Use cases: Personalization, Gen AI
Industries: Media, Telecommunications
Products and Tools: MongoDB Atlas, MongoDB Vector Search, MongoDB Atlas Stream Processing
Partners: Voyage AI, Azure OpenAI
Solution Overview
When a new user lands on your news site, you have seconds to understand what they are looking for before they might lose interest and leave. This introduces the cold start problem: how do you recommend content to users with no prior data about them?
Consider an anonymous user who lands on your site and clicks three articles:
"NVIDIA creates new AI chip"
"TSMC expands production in Arizona"
"Intel stock drops amid delays"
A simple keyword search would only recommend other articles about Intel or Arizona. However, an intelligent system recognizes that all three clicks relate to semiconductor supply chains. This allows it to recommend relevant articles like "The Future of Silicon Valley," even when they don't share keywords with the user's browsing history.

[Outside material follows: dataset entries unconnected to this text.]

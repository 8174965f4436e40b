//! 排程模型

use chrono::NaiveDate;
use serde::{Deserialize, Serialize};

use crate::apartment::{Apartment, ApartmentKey, ApartmentStatus};
use crate::item::Item;

/// 工項類型
#[derive(Debug, Clone, Copy, PartialEq, Eq, Serialize, Deserialize)]
pub enum WorkType {
    /// 安裝框體
    InstallFrame,
    /// 安裝門窗扇
    InstallContents,
}

/// 排程項目：指派給工班的一筆工作
#[derive(Debug, Clone, Serialize, Deserialize)]
pub struct ScheduleItem {
    /// 排程項目ID
    pub id: i64,

    /// 施工日期
    pub date: NaiveDate,

    /// 所屬合約ID
    pub contract_id: i64,

    /// 工項類型
    pub work_type: WorkType,

    /// 指派工班ID
    pub team_id: i64,

    /// 備註
    pub description: Option<String>,
}

impl ScheduleItem {
    /// 創建新的排程項目
    pub fn new(id: i64, date: NaiveDate, contract_id: i64, work_type: WorkType, team_id: i64) -> Self {
        Self {
            id,
            date,
            contract_id,
            work_type,
            team_id,
            description: None,
        }
    }

    /// 建構器模式：設置備註
    pub fn with_description(mut self, description: String) -> Self {
        self.description = Some(description);
        self
    }
}

/// 排程項目與公寓的連結列
///
/// 此集合在排程建立後仍可變動，是差異比對演算法的對象
#[derive(Debug, Clone, Copy, PartialEq, Eq, Hash, Serialize, Deserialize)]
pub struct ScheduleLink {
    /// 排程項目ID
    pub schedule_id: i64,

    /// 公寓複合鍵
    pub apartment: ApartmentKey,
}

impl ScheduleLink {
    pub fn new(schedule_id: i64, apartment: ApartmentKey) -> Self {
        Self {
            schedule_id,
            apartment,
        }
    }
}

/// 工班排程查詢的扁平連接列
///
/// 一列 = 排程項目 × 公寓 × 公寓品項需求 × 品項目錄，
/// 已依工班過濾、依施工日期遞增排序
#[derive(Debug, Clone, Serialize, Deserialize)]
pub struct ScheduleJoinRow {
    /// 排程項目
    pub schedule_item: ScheduleItem,

    /// 合約工地地址
    pub address: String,

    /// 連結的公寓
    pub apartment: Apartment,

    /// 需求品項（目錄資料）
    pub item: Item,

    /// 該公寓的需求數量（取代目錄庫存量）
    pub link_quantity: i32,
}

/// 排程完工盤點列：排程項目 × 其連結公寓的施工狀態
#[derive(Debug, Clone, Copy, PartialEq, Eq, Serialize, Deserialize)]
pub struct CompletionRow {
    /// 排程項目ID
    pub schedule_id: i64,

    /// 連結公寓的狀態
    pub status: ApartmentStatus,
}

The solution in this article builds an intelligent media-personalization system that ingests and processes clickstream data to generate a natural-language summary of the user's interests and recommend relevant articles that the user is more likely to engage with.
This solution combines:
Atlas Stream Processing for real-time data ingestion, enrichment, and LLM integration to summarize user intent from clickstream data
Atlas Vector Search with automated Voyage AI embeddings for semantic retrieval and recommendations
Reference Architecture
This architecture shows how to build an AI-driven media recommendation engine that ingests, processes, and reacts to user behavior in real time using MongoDB Atlas.

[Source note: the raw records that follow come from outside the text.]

//! 公寓登錄與品項需求登記
//!
//! 新公寓入庫時，依其門窗開口在品項目錄中比對尺寸，
//! 為每個比對成功的開口寫入一筆需求連結列（數量 1）。
//! 需求紀錄的是「要用什麼」，與當下庫存無關。

use fitout_core::{Apartment, ApartmentItem, OpeningKind, PlanStore, Result};

/// 登錄公寓並登記其開口的品項需求
///
/// 目錄查無對應尺寸的開口採與扣減引擎一致的靜默略過政策，
/// 不讓單一開口讓整筆登錄失敗；略過會記log。
/// 回傳實際寫入的需求連結列。
pub fn register_apartment<S: PlanStore>(
    store: &mut S,
    apartment: &Apartment,
) -> Result<Vec<ApartmentItem>> {
    store.insert_apartment(apartment)?;

    let mut registered = Vec::new();
    for kind in [OpeningKind::Door, OpeningKind::Window] {
        let Some(opening) = apartment.opening(kind) else {
            continue;
        };

        let found =
            store.find_item_by_dimensions(kind.catalog_name(), opening.width, opening.height)?;

        match found {
            Some(item) => {
                let link = ApartmentItem::new(item.id, apartment.key(), 1);
                store.insert_apartment_item(&link)?;
                registered.push(link);
            }
            None => {
                tracing::warn!(
                    "目錄查無 {} {}×{}，公寓 ({}, {}, {}) 未登記此需求",
                    kind.catalog_name(),
                    opening.width,
                    opening.height,
                    apartment.contract_id,
                    apartment.floor,
                    apartment.number
                );
            }
        }
    }

    Ok(registered)
}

Figure 1. AI-driven media personalization architecture with Atlas Stream Processing and MongoDB Vector Search
This architecture operates in three phases, which are described in detail in the next sections:
Ingest and Enrich: Capture raw clickstream events from the user-facing application and join them with article metadata in real time using Atlas Stream Processing.
Sessionize and Summarize: Group related clicks into sessions and use an LLM to generate natural-language summaries of user interests.
Search and Serve: Use generated summaries to drive semantic vector search and return personalized recommendations.
Phase 1: Ingest and Enrich Clickstream Data
In the first phase, this solution architecture uses Atlas Stream Processing to ingest raw clickstream data from your media platform and enrich it with metadata from the articles in your database.
Set up your data sources.
This solution uses the following two collections in the news
database of the same MongoDB cluster:
The articles collection contains metadata about the articles in your
catalog. In this example, the collection is in the news database of the ClickstreamCluster cluster.
Each document in the collection represents an article and contains relevant metadata. For example:
{ "_id": { "$oid": "696493bfbc1084032ac0adfe" }, "title": "Ukraine updates, Day 6: ‘We are sacrificing our lives for freedom,’ Zelenskyy gets standing ovation after speech to European parliament", "link": "https://nationalpost.com/news/world/ukraine-updates-day-6-russia-kyiv", "keywords": null, "creator": [ "National Post Wire Services" ], "video_url": null, "description": "Russia escalated shelling overnight of key cities in Ukraine as its troops on the ground move slowly in a large convoy toward the capital, Kyiv", "content": "8:20 a.m. EST — Ukraine's Zelenskyy tells EU: 'Prove that you are with us\" Read More", "pubDate": "2022-03-01 13:45:04", "expire_at": "Wed, 07 Sep 2022 13:45:04 GMT", "image_url": null, "source_id": "nationalpost", "country": [ "canada" ], "category": [ "top" ], "language": "english" }
The user_events collection contains raw clickstream events ingested from
your user-facing application. In this example, the collection is in the
news database of the ClickstreamCluster cluster.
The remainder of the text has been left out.